It has already been pointed out in BMWurm’s answer why neither elf nor wizard considered trying to take the ring west sensible, and that the peoples of Middle-earth would have to deal with the ring by themself, eventually, because Valar intervention would not be an option: “And they who dwell beyond the Sea would not receive it: for good or ill it belongs to Middle-earth; it is for us who still dwell here to deal with it.” Still, this doesn’t explain why that is the case — and the reason for it is, in my opinion, is the real answer and the most important fact, being directly related to the entire genesis of Middle-earth.
As we have already seen in the past, each Age was related to one “scale” of epic conflict — while the First Age was an obvious “Epic-est Fight of Valar & Elves vs Melkor”, with the greatest scale of both conflict and damage, the Second Age was “Epic-er Fight of Elves & Humans (Númenóreans) vs Sauron”; on the other hand, the Third Age was “Epic-ish Story of Couple of Battles of Humans & what’s left of everybody else vs what’s left of Sauron” — it’s the obvious road to the concept of the Dominion of Men that would follow in the Fourth Age. That was the plan of Eru from the very beginning, and, obviously, it required Man to deal with the remnants of the past to forge their future, one way or another. As such, while divine intervention was not only possible, but happened as a straight fact (Great Eagles' help, Gandalf being reborn, etc.) — it was Man (well, in a strange alliance with all the remaining sentient races of Middle-earth) who finally defeated Sauron (in the military sense) — and the Hobbits who won the fight in the broader sense — as such, fulfilling their destiny by setting their future. Yes, it was their destiny to create their destiny — as opposed to the Elves, obviously.
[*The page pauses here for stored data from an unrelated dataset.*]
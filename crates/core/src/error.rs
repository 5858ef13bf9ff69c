/// Result alias that carries the custom [`BeatVizError`] type.
pub type Result<T> = std::result::Result<T, BeatVizError>;

/// Common error type for the core crate.
#[derive(Debug, thiserror::Error)]
pub enum BeatVizError {
    /// The capture device could not be opened, or failed mid-session.
    #[error("audio input device unavailable: {0}")]
    DeviceUnavailable(String),
    /// Capture ended before a single full buffer was recorded.
    #[error("audio capture stopped before a full buffer was recorded")]
    CaptureStopped,
    /// The tempo estimator could not produce a value.
    #[error("tempo estimation failed: {0}")]
    EstimationFailed(String),
    /// A beats-per-minute value that is not strictly positive and finite.
    #[error("invalid tempo {0} bpm, expected a positive value")]
    InvalidTempo(f64),
    /// A scheduler was configured without any transient effect to pick from.
    #[error("effect pool has no transient candidates")]
    EmptyEffectPool,
    #[error("invalid configuration: {0}")]
    InvalidConfig(String),
    /// Free-form message for failures that do not deserve their own variant.
    #[error("{0}")]
    Message(String),
    /// Wrapper around standard IO errors.
    #[error("{0}")]
    Io(#[from] std::io::Error),
    #[error("{0}")]
    Json(#[from] serde_json::Error),
}

impl BeatVizError {
    /// Creates a new error that simply wraps the provided message.
    pub fn msg<T: Into<String>>(msg: T) -> Self {
        Self::Message(msg.into())
    }

    /// Returns `true` for failures of the live tempo pipeline. These degrade
    /// to the configured default tempo instead of aborting.
    pub fn falls_back_to_default_tempo(&self) -> bool {
        matches!(
            self,
            Self::DeviceUnavailable(_)
                | Self::CaptureStopped
                | Self::EstimationFailed(_)
                | Self::InvalidTempo(_)
        )
    }
}

impl From<&str> for BeatVizError {
    fn from(value: &str) -> Self {
        Self::msg(value)
    }
}

impl From<String> for BeatVizError {
    fn from(value: String) -> Self {
        Self::Message(value)
    }
}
Also, note that this is strictly parallel to the storytelling aspect of any epic work — signifying that it’s not only an in-world reason, but an artist’s reason too — it happened the way it should happen to make the most of the story — because the story was meant to go the most expressive way (see other epic works, from Homer for example). Also, see Tree and Leaf — as JRR Tolkien explains this concept there to some extent, being parallel to Jesus Christ’s death — it has to happen, because it’s for greater good and because God has planned it this way. To extrapolate (since Valinor was a “heaven” of sorts from Human point of view) — asking The Ring (the source of sin) to be taken to Valinor was similar to asking God to take away sin/plague/some source of evil from Earth to Heaven — it was impossible, because it would, in a way, rob Man of their destiny to forge their free will.
Therefore he willed that the hearts of Men ... should have a virtue to shape their life, amid the powers and chances of the world, beyond the Music of the Ainur.
NB: if somebody would be so nice as to provide me with some more source citations (I’m too lazy/busy to dig for them) to back it up, I’d be very grateful.
Valinor was not an option, because Eru explicitly made it Man’s sole choice/possibility to be able to forge their destiny by defeating Sauron in the Last-est Alliance of Middle-Earth — bringing The Ring to Valinor and throwing the potato at Elves/Valar was thus not an option.